È in questo contesto, già precario di suo, che si inserisce l’intervento dell’Unione Europea stabilendo che entro il 2030 tutti gli imballaggi plastici immessi sul mercato europeo dovranno essere riutilizzabili o riciclabili in modo efficace sotto il profilo dei costi, e almeno la metà dovrà essere effettivamente destinato al riciclo. Occorre però fare una distinzione perché la decisione dell’UE è supportata dall’introduzione di una “nuova” forma di riciclo.

Il tradizionale approccio al recupero della plastica è infatti di tipo meccanico e prevede la trasformazione dei rifiuti in materie prime o prodotti secondari senza una modifica sostanziale della struttura chimica del materiale. Il riciclo meccanico è al momento l’unica forma di riciclo usata in Europa, con una percentuale superiore al 99% delle quantità riciclate.

La novità introdotta dalle disposizioni europee prevede l’impiego anche del riciclo chimico.
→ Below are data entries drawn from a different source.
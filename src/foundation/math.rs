//! Fixed-point helpers for packed ARGB32 pixels.

#[inline]
pub(crate) fn mul_div255(x: u32, y: u32) -> u32 {
    ((x * y) + 127) / 255
}

#[inline]
pub(crate) fn clamp_u8(v: i32) -> u32 {
    v.clamp(0, 255) as u32
}

#[inline]
pub(crate) fn pack(a: u32, r: u32, g: u32, b: u32) -> u32 {
    (a << 24) | (r << 16) | (g << 8) | b
}

#[inline]
pub(crate) fn unpack(px: u32) -> [u32; 4] {
    [px >> 24, (px >> 16) & 0xFF, (px >> 8) & 0xFF, px & 0xFF]
}

/// Straight ARGB -> premultiplied ARGB.
#[inline]
pub(crate) fn premultiply(px: u32) -> u32 {
    let [a, r, g, b] = unpack(px);
    match a {
        255 => px,
        0 => 0,
        _ => pack(a, mul_div255(r, a), mul_div255(g, a), mul_div255(b, a)),
    }
}

/// Premultiplied ARGB -> straight ARGB.
#[inline]
pub(crate) fn unpremultiply(px: u32) -> u32 {
    let [a, r, g, b] = unpack(px);
    match a {
        255 => px,
        0 => 0,
        _ => {
            let un = |c: u32| ((c * 255 + a / 2) / a).min(255);
            pack(a, un(r), un(g), un(b))
        }
    }
}

/// Lerp between two premultiplied pixels by an 8-bit coverage.
#[inline]
pub(crate) fn lerp_px(dst: u32, src: u32, cover: u32) -> u32 {
    if cover >= 255 {
        return src;
    }
    if cover == 0 {
        return dst;
    }
    let d = unpack(dst);
    let s = unpack(src);
    let inv = 255 - cover;
    let mix = |i: usize| mul_div255(s[i], cover) + mul_div255(d[i], inv);
    pack(mix(0).min(255), mix(1).min(255), mix(2).min(255), mix(3).min(255))
}
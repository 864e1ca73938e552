use std::io::Cursor;

use anyhow::Context;
use image::{ExtendedColorType, ImageEncoder};

use crate::compress::search::{CompressFormat, QualityEncoder, calculate_sample_size};
use crate::foundation::core::PixelBuffer;
use crate::foundation::error::{PixForgeError, PixForgeResult};
use crate::transform::geometry::sample;

/// [`QualityEncoder`] backed by the `image` crate for one output format.
#[derive(Clone, Copy, Debug, PartialEq, Eq)]
pub struct ImageCodec {
    format: CompressFormat,
}

impl ImageCodec {
    pub fn new(format: CompressFormat) -> Self {
        Self { format }
    }

    pub fn format(&self) -> CompressFormat {
        self.format
    }
}

impl QualityEncoder for ImageCodec {
    fn encode(&mut self, buf: &PixelBuffer, quality: u8) -> PixForgeResult<Vec<u8>> {
        encode_image(buf, self.format, quality)
    }
}

/// Encode `buf`. `quality` only affects JPEG, which also drops alpha.
pub fn encode_image(buf: &PixelBuffer, format: CompressFormat, quality: u8) -> PixForgeResult<Vec<u8>> {
    if buf.is_empty() {
        return Err(PixForgeError::empty_buffer("cannot encode an empty buffer"));
    }
    let (w, h) = buf.dimensions();
    let rgba = buf.to_rgba8();
    let mut out = Vec::new();
    match format {
        CompressFormat::Jpeg => {
            let rgb: Vec<u8> = rgba
                .chunks_exact(4)
                .flat_map(|p| [p[0], p[1], p[2]])
                .collect();
            // The encoder rejects quality 0.
            let mut enc =
                image::codecs::jpeg::JpegEncoder::new_with_quality(&mut out, quality.clamp(1, 100));
            enc.encode(&rgb, w, h, ExtendedColorType::Rgb8)
                .context("encode jpeg")?;
        }
        CompressFormat::Png => {
            image::codecs::png::PngEncoder::new(&mut out)
                .write_image(&rgba, w, h, ExtendedColorType::Rgba8)
                .context("encode png")?;
        }
        CompressFormat::Webp => {
            image::codecs::webp::WebPEncoder::new_lossless(&mut out)
                .write_image(&rgba, w, h, ExtendedColorType::Rgba8)
                .context("encode webp")?;
        }
    }
    if out.is_empty() {
        return Err(PixForgeError::encode_failure(format!("{format:?} encoder produced no bytes")));
    }
    Ok(out)
}

pub fn decode_image(bytes: &[u8]) -> PixForgeResult<PixelBuffer> {
    let dyn_img = image::load_from_memory(bytes).context("decode image from memory")?;
    let rgba = dyn_img.to_rgba8();
    let (width, height) = rgba.dimensions();
    PixelBuffer::from_rgba8(width, height, rgba.as_raw())
}

/// Decode, then decimate by the power-of-two factor that fits `max_width x max_height`.
pub fn decode_image_with_max_size(
    bytes: &[u8],
    max_width: u32,
    max_height: u32,
) -> PixForgeResult<PixelBuffer> {
    let (width, height) = image::ImageReader::new(Cursor::new(bytes))
        .with_guessed_format()
        .context("sniff image format")?
        .into_dimensions()
        .context("read image dimensions")?;
    let factor = calculate_sample_size(width, height, max_width, max_height);
    tracing::debug!(width, height, factor, "decode with sample size");
    let full = decode_image(bytes)?;
    Ok(sample(&full, factor))
}

#[cfg(test)]
#[path = "../../tests/unit/codec/raster.rs"]
mod tests;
Come lascia intuire il suo stesso nome, il riciclo chimico è un processo che comporta la modifica della struttura chimica di un imballaggio in plastica, convertendola in molecole più piccole (monomeri) utilizzabili per produrre nuovi materiali vergini.
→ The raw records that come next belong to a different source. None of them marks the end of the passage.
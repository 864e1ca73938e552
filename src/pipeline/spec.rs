//! Declarative single-buffer pipelines loaded from JSON.
//!
//! ```json
//! { "steps": [
//!     { "op": "rotate", "degrees": 90 },
//!     { "op": "stack_blur", "radius": 4 },
//!     { "op": "round_corner", "radius": 12, "corners": { "bottom_left": false } },
//!     { "op": "add_border", "width": 2, "color": "#FF000000", "shape": { "kind": "circle" } }
//! ] }
//! ```

use serde::{Deserialize, Serialize};

use crate::composite::mask::{BorderShape, Corners, add_border, reflection, round_circle, round_corner};
use crate::filter::blur::{GaussianBlurBackend, MAX_BLUR_RADIUS, StackBlurBackend, render_blur, stack_blur};
use crate::filter::kernel::{emboss, sharpen, soften};
use crate::filter::tone::{
    adjust, extract_alpha, film_negative, grayscale, hue, luminance, nostalgic, radial_light,
    saturate, sunshine,
};
use crate::foundation::color::ColorCache;
use crate::foundation::core::{PixelBuffer, Point};
use crate::foundation::error::{PixForgeError, PixForgeResult};
use crate::transform::geometry::{crop, crop_to_aspect, flip, rotate, sample, scale, skew, zoom};

/// Largest shear factor a step may request; the output canvas grows with it.
pub const MAX_SKEW: f64 = 1.0;

/// Largest per-axis factor a `scale` step may request.
pub const MAX_SCALE: f64 = 16.0;

/// Largest pixel count a resizing step may produce.
pub const MAX_OUTPUT_PIXELS: u64 = 1 << 26;

#[derive(Clone, Debug, Default, PartialEq, Serialize, Deserialize)]
pub struct PipelineSpec {
    #[serde(default)]
    pub steps: Vec<StepSpec>,
}

#[derive(Clone, Copy, Debug, Default, PartialEq, Eq, Serialize, Deserialize)]
#[serde(rename_all = "snake_case")]
pub enum BlurKind {
    #[default]
    Stack,
    Gaussian,
}

fn default_true() -> bool {
    true
}

fn default_slider() -> u8 {
    127
}

#[derive(Clone, Debug, PartialEq, Serialize, Deserialize)]
#[serde(tag = "op", rename_all = "snake_case")]
pub enum StepSpec {
    Rotate {
        degrees: f64,
        #[serde(default)]
        pivot: Option<[f64; 2]>,
    },
    Scale {
        sx: f64,
        sy: f64,
    },
    Zoom {
        width: u32,
        height: u32,
    },
    Flip {
        #[serde(default = "default_true")]
        horizontal: bool,
    },
    Skew {
        kx: f64,
        ky: f64,
        #[serde(default)]
        pivot: [f64; 2],
    },
    Crop {
        x: u32,
        y: u32,
        width: u32,
        height: u32,
    },
    CropToAspect {
        w_ratio: u32,
        h_ratio: u32,
    },
    Sample {
        sample_size: u32,
    },
    StackBlur {
        radius: u32,
    },
    Blur {
        radius: u32,
        #[serde(default)]
        backend: BlurKind,
    },
    Soften {
        delta: i32,
    },
    Sharpen,
    Emboss,
    Nostalgic,
    FilmNegative,
    Grayscale,
    Sunshine,
    RadialLight {
        center_x: u32,
        center_y: u32,
        strength: f32,
    },
    Saturate {
        value: u8,
    },
    Luminance {
        value: u8,
    },
    Hue {
        value: u8,
    },
    Adjust {
        #[serde(default = "default_slider")]
        hue: u8,
        #[serde(default = "default_slider")]
        saturation: u8,
        #[serde(default = "default_slider")]
        luminance: u8,
    },
    ExtractAlpha {
        color: String,
    },
    RoundCorner {
        radius: f64,
        #[serde(default)]
        corners: Corners,
    },
    RoundCircle {
        #[serde(default)]
        border_width: f64,
        #[serde(default)]
        border_color: Option<String>,
    },
    Reflection {
        #[serde(default)]
        spacing: u32,
        #[serde(default)]
        height: Option<u32>,
    },
    AddBorder {
        width: f64,
        color: String,
        #[serde(default)]
        shape: BorderShape,
    },
}

impl StepSpec {
    pub fn name(&self) -> &'static str {
        match self {
            Self::Rotate { .. } => "rotate",
            Self::Scale { .. } => "scale",
            Self::Zoom { .. } => "zoom",
            Self::Flip { .. } => "flip",
            Self::Skew { .. } => "skew",
            Self::Crop { .. } => "crop",
            Self::CropToAspect { .. } => "crop_to_aspect",
            Self::Sample { .. } => "sample",
            Self::StackBlur { .. } => "stack_blur",
            Self::Blur { .. } => "blur",
            Self::Soften { .. } => "soften",
            Self::Sharpen => "sharpen",
            Self::Emboss => "emboss",
            Self::Nostalgic => "nostalgic",
            Self::FilmNegative => "film_negative",
            Self::Grayscale => "grayscale",
            Self::Sunshine => "sunshine",
            Self::RadialLight { .. } => "radial_light",
            Self::Saturate { .. } => "saturate",
            Self::Luminance { .. } => "luminance",
            Self::Hue { .. } => "hue",
            Self::Adjust { .. } => "adjust",
            Self::ExtractAlpha { .. } => "extract_alpha",
            Self::RoundCorner { .. } => "round_corner",
            Self::RoundCircle { .. } => "round_circle",
            Self::Reflection { .. } => "reflection",
            Self::AddBorder { .. } => "add_border",
        }
    }

    fn validate(&self, colors: &mut ColorCache) -> PixForgeResult<()> {
        let op = self.name();
        let fail = |msg: &str| Err(PixForgeError::validation(format!("{op}.{msg}")));
        let finite = |v: f64| v.is_finite();
        match self {
            Self::Rotate { degrees, pivot } => {
                if !finite(*degrees) || pivot.is_some_and(|p| !p.iter().copied().all(finite)) {
                    return fail("degrees and pivot must be finite");
                }
            }
            Self::Scale { sx, sy } => {
                let in_range = |v: f64| finite(v) && v > 0.0 && v <= MAX_SCALE;
                if !(in_range(*sx) && in_range(*sy)) {
                    return fail("sx and sy must be within (0, 16]");
                }
            }
            Self::Zoom { width, height } => {
                if *width == 0 || *height == 0 {
                    return fail("width and height must be > 0");
                }
                if u64::from(*width) * u64::from(*height) > MAX_OUTPUT_PIXELS {
                    return fail("width * height exceeds the output pixel limit");
                }
            }
            Self::Skew { kx, ky, pivot } => {
                if !(finite(*kx) && finite(*ky)) || kx.abs() > MAX_SKEW || ky.abs() > MAX_SKEW {
                    return fail("kx and ky must be within [-1, 1]");
                }
                if !pivot.iter().copied().all(finite) {
                    return fail("pivot must be finite");
                }
            }
            Self::Crop { width, height, .. } => {
                if *width == 0 || *height == 0 {
                    return fail("width and height must be > 0");
                }
            }
            Self::CropToAspect { w_ratio, h_ratio } => {
                if *w_ratio == 0 || *h_ratio == 0 {
                    return fail("w_ratio and h_ratio must be > 0");
                }
            }
            Self::Sample { sample_size } => {
                if *sample_size == 0 {
                    return fail("sample_size must be >= 1");
                }
            }
            Self::StackBlur { radius } | Self::Blur { radius, .. } => {
                if *radius > MAX_BLUR_RADIUS {
                    return fail("radius must be <= 25");
                }
            }
            Self::Soften { delta } => {
                if !(1..=24).contains(delta) {
                    return fail("delta must be within [1, 24]");
                }
            }
            Self::RadialLight { strength, .. } => {
                if !strength.is_finite() {
                    return fail("strength must be finite");
                }
            }
            Self::ExtractAlpha { color } => {
                colors.resolve(color)?;
            }
            Self::RoundCorner { radius, .. } => {
                if !finite(*radius) || *radius < 0.0 {
                    return fail("radius must be finite and >= 0");
                }
            }
            Self::RoundCircle {
                border_width,
                border_color,
            } => {
                if !finite(*border_width) || *border_width < 0.0 {
                    return fail("border_width must be finite and >= 0");
                }
                if let Some(c) = border_color {
                    colors.resolve(c)?;
                }
            }
            Self::AddBorder { width, color, shape } => {
                if !finite(*width) || *width < 0.0 {
                    return fail("width must be finite and >= 0");
                }
                if let BorderShape::RoundedRect { corner_radius } = shape
                    && (!finite(*corner_radius) || *corner_radius < 0.0)
                {
                    return fail("corner_radius must be finite and >= 0");
                }
                colors.resolve(color)?;
            }
            Self::Flip { .. }
            | Self::Sharpen
            | Self::Emboss
            | Self::Nostalgic
            | Self::FilmNegative
            | Self::Grayscale
            | Self::Sunshine
            | Self::Saturate { .. }
            | Self::Luminance { .. }
            | Self::Hue { .. }
            | Self::Adjust { .. }
            | Self::Reflection { .. } => {}
        }
        Ok(())
    }

    fn apply(&self, buf: PixelBuffer, colors: &mut ColorCache) -> PixForgeResult<PixelBuffer> {
        let out = match self {
            Self::Rotate { degrees, pivot } => {
                rotate(&buf, *degrees, pivot.map(|[x, y]| Point::new(x, y)))
            }
            Self::Scale { sx, sy } => {
                let w = (f64::from(buf.width()) * sx).round();
                let h = (f64::from(buf.height()) * sy).round();
                if w * h > MAX_OUTPUT_PIXELS as f64 {
                    return Err(PixForgeError::validation(format!(
                        "scale: {w}x{h} output exceeds {MAX_OUTPUT_PIXELS} pixels"
                    )));
                }
                scale(&buf, *sx, *sy)
            }
            Self::Zoom { width, height } => zoom(&buf, *width, *height),
            Self::Flip { horizontal } => flip(&buf, *horizontal),
            Self::Skew { kx, ky, pivot } => skew(&buf, *kx, *ky, Point::new(pivot[0], pivot[1])),
            Self::Crop {
                x,
                y,
                width,
                height,
            } => crop(&buf, *x, *y, *width, *height)?,
            Self::CropToAspect { w_ratio, h_ratio } => crop_to_aspect(&buf, *w_ratio, *h_ratio),
            Self::Sample { sample_size } => sample(&buf, *sample_size),
            Self::StackBlur { radius } => {
                let mut out = if buf.is_mutable() { buf } else { buf.to_mutable() };
                stack_blur(&mut out, *radius)?;
                out
            }
            Self::Blur { radius, backend } => match backend {
                BlurKind::Stack => render_blur(&buf, *radius, &StackBlurBackend)?,
                BlurKind::Gaussian => render_blur(&buf, *radius, &GaussianBlurBackend)?,
            },
            Self::Soften { delta } => soften(&buf, *delta),
            Self::Sharpen => sharpen(&buf),
            Self::Emboss => emboss(&buf),
            Self::Nostalgic => nostalgic(&buf),
            Self::FilmNegative => film_negative(&buf),
            Self::Grayscale => grayscale(&buf),
            Self::Sunshine => sunshine(&buf),
            Self::RadialLight {
                center_x,
                center_y,
                strength,
            } => radial_light(&buf, *center_x, *center_y, *strength),
            Self::Saturate { value } => saturate(&buf, *value),
            Self::Luminance { value } => luminance(&buf, *value),
            Self::Hue { value } => hue(&buf, *value),
            Self::Adjust {
                hue,
                saturation,
                luminance,
            } => adjust(&buf, *hue, *saturation, *luminance),
            Self::ExtractAlpha { color } => extract_alpha(&buf, colors.resolve(color)?),
            Self::RoundCorner { radius, corners } => round_corner(&buf, *radius, *corners),
            Self::RoundCircle {
                border_width,
                border_color,
            } => {
                let color = match border_color {
                    Some(c) => colors.resolve(c)?,
                    None => 0,
                };
                round_circle(&buf, *border_width, color)
            }
            Self::Reflection { spacing, height } => reflection(&buf, *spacing, *height),
            Self::AddBorder {
                width,
                color,
                shape,
            } => add_border(&buf, *width, colors.resolve(color)?, *shape),
        };
        Ok(out)
    }
}

impl PipelineSpec {
    pub fn from_json(s: &str) -> PixForgeResult<Self> {
        serde_json::from_str(s).map_err(|e| PixForgeError::serde(e.to_string()))
    }

    pub fn from_value(v: serde_json::Value) -> PixForgeResult<Self> {
        serde_json::from_value(v).map_err(|e| PixForgeError::serde(e.to_string()))
    }

    pub fn to_json(&self) -> PixForgeResult<String> {
        serde_json::to_string_pretty(self).map_err(|e| PixForgeError::serde(e.to_string()))
    }

    pub fn validate(&self) -> PixForgeResult<()> {
        let mut colors = ColorCache::new();
        self.validate_with(&mut colors)
    }

    fn validate_with(&self, colors: &mut ColorCache) -> PixForgeResult<()> {
        for (i, step) in self.steps.iter().enumerate() {
            step.validate(colors).map_err(|e| match e {
                PixForgeError::Validation(msg) => {
                    PixForgeError::validation(format!("steps[{i}]: {msg}"))
                }
                other => other,
            })?;
        }
        Ok(())
    }

    /// Validate every step, then apply them in order. Stops at the first failing step.
    #[tracing::instrument(skip(self, buf), fields(steps = self.steps.len(), w = buf.width(), h = buf.height()))]
    pub fn run(&self, buf: &PixelBuffer) -> PixForgeResult<PixelBuffer> {
        let mut colors = ColorCache::new();
        self.validate_with(&mut colors)?;
        let mut current = buf.clone();
        for step in &self.steps {
            if current.is_empty() {
                tracing::debug!(op = step.name(), "buffer empty, skipping remaining steps");
                break;
            }
            current = step.apply(current, &mut colors)?;
            tracing::trace!(op = step.name(), w = current.width(), h = current.height(), "step applied");
        }
        Ok(current)
    }
}

#[cfg(test)]
#[path = "../../tests/unit/pipeline/spec.rs"]
mod tests;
Ne sono un esempio i processi di gassificazione e la pirolisi che degradano il rifiuto in plastica affinché produca gas di sintesi (syngas) oltre ad altri prodotti liquidi e semiliquidi. Inoltre, sono in fase di sviluppo nuovi processi di depolimerizzazione il cui obiettivo è riconvertire alcuni tipi di plastiche in monomeri per la produzione di plastiche vergini.
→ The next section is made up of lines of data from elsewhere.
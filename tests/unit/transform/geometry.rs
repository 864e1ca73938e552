use super::*;

const RED: u32 = 0xFFFF_0000;
const GREEN: u32 = 0xFF00_FF00;
const BLUE: u32 = 0xFF00_00FF;

fn gradient(w: u32, h: u32) -> PixelBuffer {
    PixelBuffer::from_fn(w, h, |x, y| 0xFF00_0000 | (x << 16) | (y << 8))
}

#[test]
fn empty_input_yields_empty_output() {
    let e = PixelBuffer::empty();
    assert!(rotate(&e, 45.0, None).is_empty());
    assert!(scale(&e, 2.0, 2.0).is_empty());
    assert!(zoom(&e, 3, 3).is_empty());
    assert!(flip(&e, true).is_empty());
    assert!(skew(&e, 0.1, 0.1, Point::ZERO).is_empty());
    assert!(crop(&e, 0, 0, 1, 1).unwrap().is_empty());
    assert!(crop_to_aspect(&e, 1, 1).is_empty());
    assert!(sample(&e, 2).is_empty());
}

#[test]
fn flip_twice_is_identity() {
    let src = gradient(7, 5);
    assert_eq!(flip(&flip(&src, true), true), src);
    assert_eq!(flip(&flip(&src, false), false), src);
}

#[test]
fn flip_horizontal_mirrors_columns() {
    let src = PixelBuffer::from_pixels(3, 1, vec![RED, GREEN, BLUE]).unwrap();
    assert_eq!(flip(&src, true).pixels(), &[BLUE, GREEN, RED]);
    assert_eq!(flip(&src, false), src);
}

#[test]
fn negative_scale_matches_flip() {
    let src = gradient(6, 4);
    assert_eq!(scale(&src, -1.0, 1.0), flip(&src, true));
    assert_eq!(scale(&src, 1.0, -1.0), flip(&src, false));
}

#[test]
fn rotate_quarter_turn_is_clockwise() {
    let src = PixelBuffer::from_pixels(2, 1, vec![RED, GREEN]).unwrap();
    let out = rotate(&src, 90.0, None);
    assert_eq!(out.dimensions(), (1, 2));
    assert_eq!(out.pixels(), &[RED, GREEN]);

    let out = rotate(&src, 180.0, None);
    assert_eq!(out.dimensions(), (2, 1));
    assert_eq!(out.pixels(), &[GREEN, RED]);
}

#[test]
fn rotate_grows_canvas_to_fit_source() {
    let src = PixelBuffer::filled(10, 10, RED);
    let out = rotate(&src, 45.0, None);
    // 10 * sqrt(2) = 14.14
    assert_eq!(out.dimensions(), (14, 14));
    assert_eq!(out.get(0, 0), Some(0));
    assert_eq!(out.get(7, 7), Some(RED));
}

#[test]
fn pivot_does_not_change_rotated_pixels() {
    let src = gradient(4, 3);
    let a = rotate(&src, 90.0, None);
    let b = rotate(&src, 90.0, Some(Point::new(0.0, 0.0)));
    assert_eq!(a, b);
}

#[test]
fn zoom_hits_exact_dimensions() {
    let src = PixelBuffer::filled(3, 7, BLUE);
    let out = zoom(&src, 10, 4);
    assert_eq!(out.dimensions(), (10, 4));
    assert!(out.pixels().iter().all(|&p| p == BLUE));
}

#[test]
fn scale_halves_dimensions() {
    let out = scale(&gradient(8, 6), 0.5, 0.5);
    assert_eq!(out.dimensions(), (4, 3));
}

#[test]
fn zoom_interpolates_between_neighbors() {
    let src = PixelBuffer::from_pixels(2, 1, vec![0xFF00_0000, 0xFFFF_FFFF]).unwrap();
    let out = zoom(&src, 4, 1);
    let reds: Vec<u32> = out.pixels().iter().map(|p| (p >> 16) & 0xFF).collect();
    assert_eq!(reds[0], 0);
    assert_eq!(reds[3], 255);
    assert!(reds[1] > 0 && reds[1] < reds[2] && reds[2] < 255);
}

#[test]
fn skew_widens_canvas_by_shear() {
    let src = PixelBuffer::filled(10, 10, RED);
    assert_eq!(skew(&src, 0.0, 0.0, Point::ZERO), src);
    let out = skew(&src, 0.2, 0.0, Point::ZERO);
    assert_eq!(out.dimensions(), (12, 10));
}

#[test]
fn crop_copies_subrectangle() {
    let src = gradient(5, 4);
    let out = crop(&src, 1, 2, 3, 2).unwrap();
    assert_eq!(out.dimensions(), (3, 2));
    assert_eq!(out.get(0, 0), src.get(1, 2));
    assert_eq!(out.get(2, 1), src.get(3, 3));
}

#[test]
fn crop_out_of_range_is_invalid_region() {
    let src = gradient(5, 4);
    assert!(matches!(
        crop(&src, 3, 0, 3, 1),
        Err(PixForgeError::InvalidRegion(_))
    ));
    assert!(matches!(
        crop(&src, 0, 0, 0, 1),
        Err(PixForgeError::InvalidRegion(_))
    ));
    assert!(matches!(
        crop(&src, u32::MAX, 0, 2, 1),
        Err(PixForgeError::InvalidRegion(_))
    ));
}

#[test]
fn crop_to_aspect_centers_on_long_axis() {
    let src = gradient(100, 50);
    let out = crop_to_aspect(&src, 1, 1);
    assert_eq!(out.dimensions(), (50, 50));
    assert_eq!(out.get(0, 0), src.get(25, 0));

    let tall = gradient(40, 100);
    let out = crop_to_aspect(&tall, 2, 1);
    assert_eq!(out.dimensions(), (40, 20));
    assert_eq!(out.get(0, 0), tall.get(0, 40));
}

#[test]
fn crop_to_aspect_edge_ratios() {
    let src = gradient(6, 4);
    assert_eq!(crop_to_aspect(&src, 3, 2), src);
    let strip = crop_to_aspect(&src, 6, 1);
    assert_eq!(strip.dimensions(), (6, 1));
    assert_eq!(strip.get(5, 0), src.get(5, 1));
    // A ratio too extreme for the source leaves nothing to crop.
    assert!(crop_to_aspect(&PixelBuffer::filled(1, 1, RED), 1, 100).is_empty());
}

#[test]
fn sample_averages_blocks() {
    let src = PixelBuffer::from_fn(4, 4, |x, y| match (x / 2, y / 2) {
        (0, 0) => RED,
        (1, 0) => GREEN,
        (0, 1) => BLUE,
        _ => 0,
    });
    let out = sample(&src, 2);
    assert_eq!(out.pixels(), &[RED, GREEN, BLUE, 0]);
    assert_eq!(sample(&src, 1), src);
}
Riciclo chimico e riciclo tradizionale: processi complementari o alternativi?

In molti guardano al riciclo chimico con crescente interesse, soprattutto in merito al raggiungimento di obiettivi così sfidanti come quelli definiti dall’Unione Europea. Euractiv Kęstutis Sadauskas, alla guida della direzione Ambiente della Commissione europea, considera infatti il riciclo chimico come una tecnologia promettente.

Tuttavia aleggia ancora il dubbio che sia una strada alternativa al tradizionale riciclo meccanico. Vogliamo dunque dirvi che non è così, bensì è esattamente il contrario: il riciclo chimico è una tecnologia complementare che può aiutare a evitare che alcuni rifiuti in plastica, impossibili da riciclare in maniera sostenibile attraverso processi meccanici, finiscano in discarica.

È una strada che quindi apre a possibilità tutt’oggi inesplorate in riferimento a materiali plastici ancora difficili da riciclare, come per esempio la plastica mista o plasmix. Esempi di flussi idonei per il riciclo chimico sono proprio quelli che includono plastiche laminate o composite, flussi di plastiche miste di bassa qualità, plastiche contaminate da alimenti e terra, e così via.

Al momento l’esempio più comune di riciclo chimico in Europa è rappresentato dall’uso degli imballaggi in plastica in altoforni, all’interno dei quali le materie plastiche vengono gassificate in syngas e vanno a sostituire coke, carbone o gas naturale come riducente per la conversione di minerali ferrosi e altri metalli ossidati in metalli puri.

Anche l’Italia a favore del riciclo chimico

In questo clima di cambiamento, l’Italia si mostra aperta ad accogliere il riciclo chimico. C’è anche da dire che, per quanto il quadro rimanga problematico in termini generali, il nostro Paese parte da una situazione nettamente migliore rispetto alla media europea. Nel 2018 in Italia sono state avviate al riciclo circa:

  • il 15% di resine termoplastiche, provenienti da 6,8 milioni di tonnellate
  • il 43,39% di imballaggi, provenienti da 2.083.880 tonnellate

È chiaro che prima che il riciclo chimico possa giungere il suo pieno potenziale, dovranno essere soddisfatti dei requisiti sia tecnologici che normativi.

Da una parte, dovranno infatti essere ulteriormente sviluppate e adattate le tecnologie esistenti; dall’altra, sarà il quadro normativo a determinare se questa tecnologia potrà affermarsi nel settore della gestione dei rifiuti. Tuttavia, i vantaggi introdotti dal riciclo chimico sono talmente evidenti che sarebbe insensato e illogico ignorarli e non sfruttarli al massimo delle loro potenzialità.

Ecco perché l’Italia è in prima linea su questo fronte con progetti e studi sull’intero territorio nazionale, volti a incrementare e perfezionare l’utilizzo di questa promettente tecnologia.